Today, the Bank of England is prepared to increase the rate of interest for the 14th time in a row, raising concerns regarding the impact it would have on several households.
As per economists, the Bank of England will increase the rate of interest by 0.25% to 5.25% and announce it by midday.
However, the Bank’s Monetary Policy Committee (MPC) resisted expectations by raising the interest rate by 0.5 percentage points more than predicted in June. Some others believe it could happen again.
Although, as Governor Andrew Bailey expressed, the rate increase will help reduce inflation in the UK, many critics are skeptical about it.
An increased rate of interest means higher borrowing costs, which affect the monthly mortgage payment for several homeowners. It will also mean tenants have to pay higher rents.
Regardless, it will encourage better rates for savers, but concerns are raised as many banks do not pass such benefits entirely on to their customers.
The Bank of England’s “shock” interest rate boost in June came after inflation failed to decrease as expected, remaining at 8.7% in the year to May.
However, inflation fell more than anticipated the next month, to 7.9%.
The last occasion when the bank base rate was at 5.25% was in March 2008, 15 years ago.

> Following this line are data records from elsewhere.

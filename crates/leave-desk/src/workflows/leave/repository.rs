use serde::{Deserialize, Serialize};

use super::domain::{ApplicationId, LeaveApplication, NewApplication};

/// Storage abstraction so the service module can be exercised in isolation.
pub trait ApplicationRepository: Send + Sync {
    /// Persist a new application, assigning its identifier.
    fn insert(&self, application: NewApplication) -> Result<LeaveApplication, RepositoryError>;
    /// Every stored application in store order.
    fn list(&self) -> Result<Vec<LeaveApplication>, RepositoryError>;
    fn fetch(&self, id: &ApplicationId) -> Result<Option<LeaveApplication>, RepositoryError>;
    /// Save a modified record. Implementations must reject the write with
    /// [`RepositoryError::Conflict`] when `record.revision` no longer matches the stored revision,
    /// and return the saved record with its revision incremented.
    fn update(&self, record: LeaveApplication) -> Result<LeaveApplication, RepositoryError>;
    fn remove(&self, id: &ApplicationId) -> Result<Option<LeaveApplication>, RepositoryError>;
}

/// Error enumeration for repository failures.
#[derive(Debug, thiserror::Error)]
pub enum RepositoryError {
    #[error("record was modified concurrently")]
    Conflict,
    #[error("record not found")]
    NotFound,
    #[error("repository unavailable: {0}")]
    Unavailable(String),
}

/// Outbound delivery hook for decision emails (SMTP, logging, test doubles).
pub trait NotificationGateway: Send + Sync {
    /// Attempt delivery exactly once.
    fn send(&self, email: &OutboundEmail) -> Result<DeliveryReceipt, NotificationError>;

    /// Check that the transport is reachable. Callers treat the result as advisory.
    fn verify(&self) -> Result<(), NotificationError> {
        Ok(())
    }
}

/// Fully rendered message handed to a gateway.
#[derive(Debug, Clone, PartialEq, Eq, Serialize, Deserialize)]
pub struct OutboundEmail {
    pub from: String,
    pub to: String,
    pub subject: String,
    pub html: String,
}

/// Transport acknowledgement for a delivered message.
#[derive(Debug, Clone, PartialEq, Eq, Serialize, Deserialize)]
pub struct DeliveryReceipt {
    pub response: String,
}

/// Delivery error.
#[derive(Debug, thiserror::Error)]
pub enum NotificationError {
    #[error("invalid address '{address}': {reason}")]
    InvalidAddress { address: String, reason: String },
    #[error("message rejected: {0}")]
    Rejected(String),
    #[error("mail transport unavailable: {0}")]
    Transport(String),
}
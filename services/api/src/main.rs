use leave_desk_api::run;

#[tokio::main]
async fn main() {
    if let Err(err) = run().await {
        eprintln!("application error: {err}");
        std::process::exit(1);
    }
}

The MPC’s statement will be widely monitored for its influence on the property market and the economy as a whole, amid concerns that higher interest rates could lead to the UK’s recession.
Property values fell by 3.8% in July, according to the Nationwide Building Society, the largest drop in 14 years. It attributed the decline in demand to mortgage affordability.
On Monday and Tuesday, the average two-year fixed home mortgage rate was 6.85%, according to Moneyfacts.
The average five-year fixed home mortgage rate for the same period was 6.37%, according to the financial information business.
As per a survey of analysts, the interest rate will be raised by 0.25% points on Thursday, with a 36% likelihood of a 0.50% point hike.
But Moneycorp’s Joseph Calnan suggested it was “anyone’s guess” exactly what the MPC would do.
He stated, “For the first time in a long time, we’re unsure what to expect at this next meeting. We could see a 50 bps [basis points] hike, a 25 bps hike, or even no change at all given [that inflation] finally eased off in June after a stubborn 11 months.”